There is nothing progressive about opposing zero-rated broadband service

When liberal organizations attacked zero-rated broadband access services offered by internet service providers, they may have lost some of their progressive bona fides.  Fortunately for them the 2016 general elections and the 2018 midterm elections did not make net neutrality in particular or broadband access in general a battleground issue.

Here in Georgia, broadband got nary a mention during the gubernatorial debates with both candidates, former Georgia state senator Stacey Abrams and Governor-elect Brian Kemp giving the nod to increasing consumer access to broadband services, especially for citizens living in rural areas.

I sense that Mr Kemp would have no problem with mobile wireless providers targeting rural consumers with their zero-rating plans.  Under zero rating, a wireless provider may choose not to apply data usage caps where a subscriber is accessing particular content, whether the content is provided by a third-party of by the wireless carrier itself.  For example, Verizon may decide not to reduce the amount of data available to me by the amount of time I choose to view a video on Facebook or on one of Verizon’s media properties.  In other words, my data cap would not take a hit.

I can see two primary benefits from such a non-pricing plan. First, for new subscribers being introduced to mobile web service, it provides the consumer with incentive to become familiar with more sources of content and services.  Second, the value of the carrier’s network increases as demand for its content and services increase.  While overall costs of operating the network may go up as more subscribers establish accounts, cost per subscriber should fall providing incentive for keep the price each subscriber pays flat.
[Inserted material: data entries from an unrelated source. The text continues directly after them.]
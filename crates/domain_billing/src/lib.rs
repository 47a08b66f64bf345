//! # Billing Domain - Invoice Ledger and Monthly Generation
//!
//! This crate implements the billing side of the ISP back office: the
//! invoice ledger, payment recording, and the monthly batch generator
//! that issues one invoice per subscribed customer.
//!
//! # Billing Model
//!
//! - An invoice belongs to exactly one customer, referenced by id only.
//!   The reference is weak: it is never validated at write time, and
//!   deleting a customer leaves their invoices in place.
//! - Invoice amounts come from the customer's plan at issuance time; a
//!   later plan change never rewrites existing invoices.
//! - Status moves one way, `Pending` to `Paid`, when a payment is
//!   recorded. `Overdue` exists as a label but nothing assigns it.
//! - Invoice numbers are human-readable (`INV-<period>-<random>`) and
//!   unique; collisions surface at insert time as conflicts, and the
//!   monthly generator treats them as per-customer skips.
//!
//! # Example
//!
//! ```rust,ignore
//! use domain_billing::InvoiceGenerator;
//!
//! let generator = InvoiceGenerator::new(customers, invoices);
//! let outcome = generator.generate("2025-05", due_date).await?;
//! println!("created {} skipped {}", outcome.created, outcome.skipped);
//! ```

pub mod error;
pub mod generator;
pub mod invoice;
pub mod number;
pub mod payment;
pub mod ports;

pub use error::BillingError;
pub use generator::{GenerationOutcome, InvoiceGenerator};
pub use invoice::{Invoice, InvoiceStatus};
pub use number::generate_invoice_number;
pub use payment::{PaymentDetails, PaymentMethod};
pub use ports::{CustomerSummary, InvoicePort, InvoiceWithCustomer, NewInvoice};

#[cfg(any(test, feature = "mock"))]
pub use ports::mock::MockInvoicePort;
//! Comprehensive tests for domain_account

use domain_account::{hash_password, verify_password, Role, Team, User};

fn staff_user(username: &str) -> User {
    User::new(
        username,
        format!("{username}@backoffice.example.net"),
        "Test Operator",
        "$argon2id$v=19$unused",
        Role::Staff,
    )
}

// ============================================================================
// Role Tests
// ============================================================================

mod role_tests {
    use super::*;

    #[test]
    fn test_catalog_is_complete() {
        assert_eq!(Role::ALL.len(), 3);
        assert_eq!(Role::ALL[0], Role::Admin);
    }

    #[test]
    fn test_string_round_trip() {
        for role in Role::ALL {
            let parsed: Role = role.as_str().parse().unwrap();
            assert_eq!(parsed, role);
        }
    }

    #[test]
    fn test_wire_form_is_lowercase() {
        let json = serde_json::to_string(&Role::Manager).unwrap();
        assert_eq!(json, "\"manager\"");

        let parsed: Role = serde_json::from_str("\"admin\"").unwrap();
        assert_eq!(parsed, Role::Admin);
    }

    #[test]
    fn test_capitalized_form_rejected() {
        assert!("Admin".parse::<Role>().is_err());
    }
}

// ============================================================================
// User Tests
// ============================================================================

mod user_tests {
    use super::*;

    #[test]
    fn test_new_user_is_active_and_teamless() {
        let user = staff_user("kavya.m");

        assert!(user.is_active);
        assert!(user.team_id.is_none());
        assert!(!user.is_admin());
    }

    #[test]
    fn test_team_assignment() {
        let team = Team::new("North Zone NOC");
        let user = staff_user("arjun.s").with_team(team.id);

        assert_eq!(user.team_id, Some(team.id));
    }

    #[test]
    fn test_deactivate_touches_updated_at() {
        let mut user = staff_user("retired.op");
        let created = user.created_at;

        std::thread::sleep(std::time::Duration::from_millis(1));
        user.deactivate();

        assert!(!user.is_active);
        assert!(user.updated_at > created);
    }

    #[test]
    fn test_serde_round_trip() {
        let user = staff_user("roundtrip").with_team(Team::new("QA").id);

        let json = serde_json::to_string(&user).unwrap();
        let back: User = serde_json::from_str(&json).unwrap();

        assert_eq!(back.id, user.id);
        assert_eq!(back.role, user.role);
        assert_eq!(back.team_id, user.team_id);
        assert_eq!(back.password_hash, user.password_hash);
    }
}

// ============================================================================
// Credential Tests
// ============================================================================

mod credential_tests {
    use super::*;

    #[test]
    fn test_stored_hash_verifies_original_only() {
        let hash = hash_password("field-ops-2025").unwrap();
        let user = User::new("verify.me", "v@example.net", "Verify Me", hash, Role::Manager);

        assert!(verify_password("field-ops-2025", &user.password_hash).unwrap());
        assert!(!verify_password("field-ops-2024", &user.password_hash).unwrap());
    }

    #[test]
    fn test_hash_is_phc_encoded() {
        let hash = hash_password("pw").unwrap();
        assert!(hash.starts_with("$argon2id$"));
        assert!(hash.matches('$').count() >= 5);
    }
}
Especially given the second benefit, the incentive to keep subscriber rates flat, I would think that progressives would promote zero rate pricing for broadband.  Progressives tend to position themselves as protectors of the middle class and if there is an issue that progressives should empathize with when it comes to the middle class are the increases in consumer prices the middle class encounters given wages that have been flat for decades.  One would also think that as the U.S. economy and educational system requires workers, producers, and students to have access to data via the internet that progressives would encourage consumers to jump on the opportunity to get on the internet at a lower cost.  Instead opponents of zero rating have been emphasizing the alleged negative impact zero rating has on competition between content providers.
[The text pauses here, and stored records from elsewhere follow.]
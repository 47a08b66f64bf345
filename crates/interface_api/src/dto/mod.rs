//! Request and response DTOs
//!
//! Request bodies deserialize every field as optional; handlers check
//! presence so that a missing field becomes a 400 with a useful
//! message rather than a deserialization rejection.

pub mod auth;
pub mod customers;
pub mod invoices;
pub mod teams;
pub mod users;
For example, the Electronic Freedom Frontier, an internet freedom advocacy group, is concerned that zero rating will divert consumer eyeballs to large content providers such as Facebook that can afford to subsidize a broadband access provider’s lost revenue in exchange for more traffic being sent to the large content provider.  That the consumer may be incentivized to probe content or spend more time on broadband networks is of very little concern to EFF.  The potential threat to market entry by smaller or newer players appears to be more of their concern.
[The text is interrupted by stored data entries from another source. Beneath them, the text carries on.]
//! Service plan catalog
//!
//! Plans are a fixed lookup table: each plan type maps to a download
//! bandwidth and a monthly fee. Customer records store the derived values,
//! which must always match this table for the customer's current plan.

use rust_decimal::Decimal;
use rust_decimal_macros::dec;
use serde::{Deserialize, Serialize};
use std::fmt;
use std::str::FromStr;

use crate::error::CustomerError;

/// Subscription plan tiers offered to customers
#[derive(Debug, Clone, Copy, PartialEq, Eq, Hash, Serialize, Deserialize)]
pub enum PlanType {
    Basic,
    Standard,
    Premium,
}

impl PlanType {
    /// All plan types in catalog order
    pub const ALL: [PlanType; 3] = [PlanType::Basic, PlanType::Standard, PlanType::Premium];

    /// Download bandwidth for this plan in Mbps
    pub fn bandwidth_mbps(&self) -> i32 {
        match self {
            PlanType::Basic => 50,
            PlanType::Standard => 100,
            PlanType::Premium => 300,
        }
    }

    /// Monthly subscription fee for this plan
    pub fn monthly_fee(&self) -> Decimal {
        match self {
            PlanType::Basic => dec!(800),
            PlanType::Standard => dec!(1100),
            PlanType::Premium => dec!(1500),
        }
    }

    /// Canonical string form, matching the wire and storage representation
    pub fn as_str(&self) -> &'static str {
        match self {
            PlanType::Basic => "Basic",
            PlanType::Standard => "Standard",
            PlanType::Premium => "Premium",
        }
    }
}

impl fmt::Display for PlanType {
    fn fmt(&self, f: &mut fmt::Formatter<'_>) -> fmt::Result {
        f.write_str(self.as_str())
    }
}

impl FromStr for PlanType {
    type Err = CustomerError;

    fn from_str(s: &str) -> Result<Self, Self::Err> {
        match s {
            "Basic" => Ok(PlanType::Basic),
            "Standard" => Ok(PlanType::Standard),
            "Premium" => Ok(PlanType::Premium),
            other => Err(CustomerError::UnknownPlan(other.to_string())),
        }
    }
}

#[cfg(test)]
mod tests {
    use super::*;

    #[test]
    fn test_catalog_bandwidth() {
        assert_eq!(PlanType::Basic.bandwidth_mbps(), 50);
        assert_eq!(PlanType::Standard.bandwidth_mbps(), 100);
        assert_eq!(PlanType::Premium.bandwidth_mbps(), 300);
    }

    #[test]
    fn test_catalog_monthly_fee() {
        assert_eq!(PlanType::Basic.monthly_fee(), dec!(800));
        assert_eq!(PlanType::Standard.monthly_fee(), dec!(1100));
        assert_eq!(PlanType::Premium.monthly_fee(), dec!(1500));
    }

    #[test]
    fn test_display_parse_roundtrip() {
        for plan in PlanType::ALL {
            let parsed: PlanType = plan.to_string().parse().unwrap();
            assert_eq!(parsed, plan);
        }
    }

    #[test]
    fn test_parse_unknown_plan() {
        let result = "Gold".parse::<PlanType>();
        assert!(matches!(result, Err(CustomerError::UnknownPlan(_))));
    }

    #[test]
    fn test_json_form_matches_as_str() {
        let json = serde_json::to_string(&PlanType::Premium).unwrap();
        assert_eq!(json, "\"Premium\"");

        let parsed: PlanType = serde_json::from_str("\"Basic\"").unwrap();
        assert_eq!(parsed, PlanType::Basic);
    }
}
Given this stance by EFF, it is no wonder that the zero rating narrative, while bantered about inside the Washington, DC beltway, has no traction with the general public.  Politically it is a non-starter with a general public made up of consumers that are more concerned with getting bang for their dollars versus whether a content provider has the innovative or content creative capabilities to enter the content market.

For progressives, zero rating is another example of how the Left has strayed away from matters that mean the most to most Americans.